Alcohol-intoxicated patients at admission room – analysis of legal aspects of rendered medical services

Adam Dziki 3,  
Department of Medical Law, Chair of Humanities, Medical University, Lodz, Poland
Department of Medical Informatics and Statistics, Faculty of Health Sciences, Medical University, Lodz, Poland
Department of General and Colorectal Surgery, Medical University, Lodz, Poland
II Chair and Department of General Surgery, Gastroenterological and Alimentary Oncological Surgery, Medical University, Lublin, Poland
Ann Agric Environ Med 2012;19(4):701–706
Current legal regulations do not explicitly state whether the doctor should or should not ignore the patient’s refusal to be provided with medical services when such refusal is given by the patients who is temporarily unable to take conscious decisions. The fact that there is no clear jurisdiction over the issue makes the relation between doctor and patient legally complicated. The doctor has no doubts whether he/she should or should not initiate the medical procedure when the patient clearly expresses the declaration of will, in which either refusal or consent is given to be provided with medical care.

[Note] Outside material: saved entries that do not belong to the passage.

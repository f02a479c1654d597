//! Splitting text into letters.
//!
//! A letter here is one Unicode scalar value. The Arabic alphabet is
//! multi-byte in UTF-8, so nothing in the crate indexes strings by byte.

/// Number of bytes in the UTF-8 sequence introduced by `lead`.
///
/// Continuation bytes and invalid leads count as a single byte so a corrupt
/// stream still makes progress.
#[must_use]
pub const fn unit_len(lead: u8) -> usize {
    if lead & 0x80 == 0x00 {
        1
    } else if lead & 0xE0 == 0xC0 {
        2
    } else if lead & 0xF0 == 0xE0 {
        3
    } else if lead & 0xF8 == 0xF0 {
        4
    } else {
        1
    }
}

/// Split raw bytes into UTF-8 units using only the leading-byte rule.
///
/// A sequence that would run past the end of the buffer is cut to one byte.
#[must_use]
pub fn split_bytes(bytes: &[u8]) -> Vec<&[u8]> {
    let mut units = Vec::with_capacity(bytes.len());
    let mut i = 0;
    while i < bytes.len() {
        let mut len = unit_len(bytes[i]);
        if i + len > bytes.len() {
            len = 1;
        }
        units.push(&bytes[i..i + len]);
        i += len;
    }
    units
}

/// Decode `bytes`, dropping every unit that is not valid UTF-8 on its own.
#[must_use]
pub fn decode_lossy(bytes: &[u8]) -> String {
    split_bytes(bytes)
        .into_iter()
        .filter_map(|unit| std::str::from_utf8(unit).ok())
        .collect()
}

/// Split a string into one slice per letter.
#[must_use]
pub fn split(text: &str) -> Vec<&str> {
    text.char_indices()
        .map(|(start, c)| &text[start..start + c.len_utf8()])
        .collect()
}

/// Letter count of `text`.
#[must_use]
pub fn len(text: &str) -> usize {
    text.chars().count()
}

However, the patient remaining under the influence of alcohol, i.e. a substance which to some or great extent impairs cognitive functions, rational thinking, and the ability to evaluate incoming information. Alcohol makes the patient unable to interpret the information given by the doctor. Thus, the patient’s consent or refusal to be provided with medical care is lacking in the needed elements of “informing” and “conscious declaration of will”, which are considered by doctors and lawyers to be absolutely necessary to make such will valid. There are no clear, unambiguous regulations explaining how the doctor should behave in such cases. The authors of the presented study state that it is highly important to determine whether the intoxicated patient is able to understand the incoming information, evaluate it, make a conscious decision and finally, express an explicit (and therefore binding) refusal to accept recommended medical services. In the opinion of the authors, while dealing with such patients, the doctor should bear in mind the patient’s right to make autonomous decisions, but that it is also the doctor’s duty to provide the patient with medical services.